I do not know who said this, but they are right. Threats are always changing; therefore, the tactics necessary to protect your organization’s assets are also always changing. As a result, security is never a project that is completed; it is one of those never-ending projects.
As I stated in an earlier post about complaints that the PCI DSS always seems to be changing, the PCI DSS changes in response to the threat landscape changing. And just when you think you have things under control, out comes a new threat that puts a hole in your ‘perfect’ security. And so the process starts over as you come up with a plan to close the latest hole.
When threats originally started out, they were focused at the network level. Denial of service attacks were all the rage. Attacks used the available network services against themselves. Any network was a potential target. Remember that last statement.

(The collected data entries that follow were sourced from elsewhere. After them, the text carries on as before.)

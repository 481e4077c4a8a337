//! Persistent character progression state

use crate::item::ItemInstance;
use crate::types::{Attribute, GearSlot, ItemUid};
use serde::{Deserialize, Serialize};

/// Number of skill slots
pub const SKILL_SLOTS: usize = 3;

/// The five allocated elemental affinities
#[derive(Debug, Clone, Copy, Default, PartialEq, Eq, Serialize, Deserialize)]
pub struct Attributes {
    pub gold: u32,
    pub wood: u32,
    pub water: u32,
    pub fire: u32,
    pub earth: u32,
}

impl Attributes {
    pub fn uniform(value: u32) -> Self {
        Attributes {
            gold: value,
            wood: value,
            water: value,
            fire: value,
            earth: value,
        }
    }

    pub fn get(&self, attr: Attribute) -> u32 {
        match attr {
            Attribute::Gold => self.gold,
            Attribute::Wood => self.wood,
            Attribute::Water => self.water,
            Attribute::Fire => self.fire,
            Attribute::Earth => self.earth,
        }
    }

    pub fn get_mut(&mut self, attr: Attribute) -> &mut u32 {
        match attr {
            Attribute::Gold => &mut self.gold,
            Attribute::Wood => &mut self.wood,
            Attribute::Water => &mut self.water,
            Attribute::Fire => &mut self.fire,
            Attribute::Earth => &mut self.earth,
        }
    }

    pub fn total(&self) -> u32 {
        self.gold + self.wood + self.water + self.fire + self.earth
    }
}

/// Gear and skill slots
///
/// Gear slots reference inventory entries; skill slots reference learned skills.
#[derive(Debug, Clone, Default, PartialEq, Serialize, Deserialize)]
pub struct Equipment {
    pub weapon: Option<ItemUid>,
    pub armor: Option<ItemUid>,
    pub furnace: Option<ItemUid>,
    pub robe: Option<ItemUid>,
    pub artifact: Option<ItemUid>,
    pub skills: [Option<String>; SKILL_SLOTS],
}

impl Equipment {
    pub fn slot(&self, slot: GearSlot) -> Option<ItemUid> {
        match slot {
            GearSlot::Weapon => self.weapon,
            GearSlot::Armor => self.armor,
            GearSlot::Furnace => self.furnace,
            GearSlot::Robe => self.robe,
            GearSlot::Artifact => self.artifact,
        }
    }

    pub fn slot_mut(&mut self, slot: GearSlot) -> &mut Option<ItemUid> {
        match slot {
            GearSlot::Weapon => &mut self.weapon,
            GearSlot::Armor => &mut self.armor,
            GearSlot::Furnace => &mut self.furnace,
            GearSlot::Robe => &mut self.robe,
            GearSlot::Artifact => &mut self.artifact,
        }
    }

    /// Clear every gear slot holding `uid`
    pub fn clear_item(&mut self, uid: ItemUid) {
        for slot in GearSlot::all() {
            let entry = self.slot_mut(*slot);
            if *entry == Some(uid) {
                *entry = None;
            }
        }
    }

    /// Identifiers of the slotted skills
    pub fn slotted_skills(&self) -> impl Iterator<Item = &str> {
        self.skills.iter().filter_map(|s| s.as_deref())
    }

    pub fn has_skill(&self, skill_id: &str) -> bool {
        self.slotted_skills().any(|s| s == skill_id)
    }
}

/// The single long-lived character value every engine operation transforms
#[derive(Debug, Clone, PartialEq, Serialize, Deserialize)]
pub struct CharacterState {
    pub name: String,
    pub realm: u32,
    /// 1..=max level within the realm
    pub level: u32,
    pub exp: u64,
    pub exp_cap: u64,
    pub hp: u32,
    /// HP pool before passive bonuses
    pub base_max_hp: u32,
    pub mp: u32,
    /// MP pool before water and passive bonuses
    pub base_max_mp: u32,
    /// Percent
    pub injury: u32,
    /// Percent
    pub corruption: u32,
    pub qi_deviation: bool,
    pub stones: u64,
    pub attributes: Attributes,
    pub free_points: u32,
    pub map_id: u32,
    pub inventory: Vec<ItemInstance>,
    pub learned_skills: Vec<String>,
    pub equipment: Equipment,
    /// Next instance id handed out by `take_item_id`
    pub next_item_id: u64,
}

impl CharacterState {
    pub fn item(&self, uid: ItemUid) -> Option<&ItemInstance> {
        self.inventory.iter().find(|i| i.uid == uid)
    }

    /// First owned instance of a definition
    pub fn find_item(&self, item_id: &str) -> Option<&ItemInstance> {
        self.inventory.iter().find(|i| i.item_id == item_id)
    }

    /// The instance in a gear slot, if it is still owned
    pub fn equipped(&self, slot: GearSlot) -> Option<&ItemInstance> {
        self.equipment.slot(slot).and_then(|uid| self.item(uid))
    }

    /// Final value of the equipped item in `slot`, 0 when empty
    pub fn equipped_value(&self, slot: GearSlot) -> u32 {
        self.equipped(slot).map_or(0, |i| i.final_value)
    }

    pub fn knows_skill(&self, skill_id: &str) -> bool {
        self.learned_skills.iter().any(|s| s == skill_id)
    }

    pub fn is_injured(&self) -> bool {
        self.injury > 0
    }

    /// Allocate the next item id
    pub fn take_item_id(&mut self) -> ItemUid {
        let uid = ItemUid(self.next_item_id);
        self.next_item_id = self.next_item_id.saturating_add(1);
        uid
    }

    /// Remove an instance and clear any slot referencing it
    pub fn remove_item(&mut self, uid: ItemUid) -> Option<ItemInstance> {
        let idx = self.inventory.iter().position(|i| i.uid == uid)?;
        self.equipment.clear_item(uid);
        Some(self.inventory.remove(idx))
    }

    /// Sum of allocated attributes and unspent points
    pub fn attribute_budget(&self) -> u32 {
        self.attributes.total() + self.free_points
    }
}

#[cfg(test)]
mod tests {
    use super::*;
    use crate::character::sample_character;

    #[test]
    fn test_remove_item_clears_slots() {
        let mut state = sample_character();
        let uid = state.take_item_id();
        state.inventory.push(ItemInstance {
            uid,
            item_id: "w_iron".to_string(),
            final_value: 120,
            affixes: vec![],
        });
        state.equipment.weapon = Some(uid);

        assert_eq!(state.equipped_value(GearSlot::Weapon), 120);
        let removed = state.remove_item(uid).unwrap();
        assert_eq!(removed.item_id, "w_iron");
        assert_eq!(state.equipment.weapon, None);
        assert_eq!(state.equipped_value(GearSlot::Weapon), 0);
    }

    #[test]
    fn test_take_item_id_is_monotonic() {
        let mut state = sample_character();
        let a = state.take_item_id();
        let b = state.take_item_id();
        assert!(b > a);
    }

    #[test]
    fn test_slotted_skills() {
        let mut equipment = Equipment::default();
        equipment.skills[1] = Some("s_fire_1".to_string());
        assert_eq!(equipment.slotted_skills().collect::<Vec<_>>(), vec!["s_fire_1"]);
        assert!(equipment.has_skill("s_fire_1"));
        assert!(!equipment.has_skill("s_fire_2"));
    }
}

When those services were disabled, the attacks moved up to the operating system. However, unlike network attacks, operating system attacks were specific to an operating system. This is why Windows captured the market on attacks. When you own 90%+ of the market, you become the biggest target. However, as Linux and other systems get wider adoption, it is just not good enough to write a Windows attack.
But now the situation is getting worse. Why? Because we have created an ideal attack environment in our desire to have every computer operate like all others. We have created a situation that allows threats to automatically be cross platform enabled. How? We are migrating our applications to SQL-based databases and browser-based applications. Thus creating the perfect attack environment because attackers can develop threats against a single environment. This is why attacks have moved away from the network and operating system and have moved to the application with cross-site scripting and SQL injections. And the future for attacks will continue to leverage this common environment because, in our infinite wisdom, we continue to migrate all of our applications (external AND internal) to this environment. Remember my statement about any network being a target. What goes around comes around and now every application is a potential target.
What was the PCI DSS response? Requirement 6.6 was added in v1.1 to institute code reviews or the use of application firewalls. Requirement 11.3 was changed in v1.2 to include conducting penetration testing on all external AND internal applications.
And given the voracity of insider attacks, it is likely that even more changes are coming. After the Hannaford, RBS WorldPay and Heartland breaches, there is a call for end-to-end encryption. While this may stymie insider attacks for a while, I am certain the attackers will find a new vector and we will start the process all over.
So, if you do not like constant change, you had better get out of the security business – NOW! And do not let the door hit you in the posterior on your way out.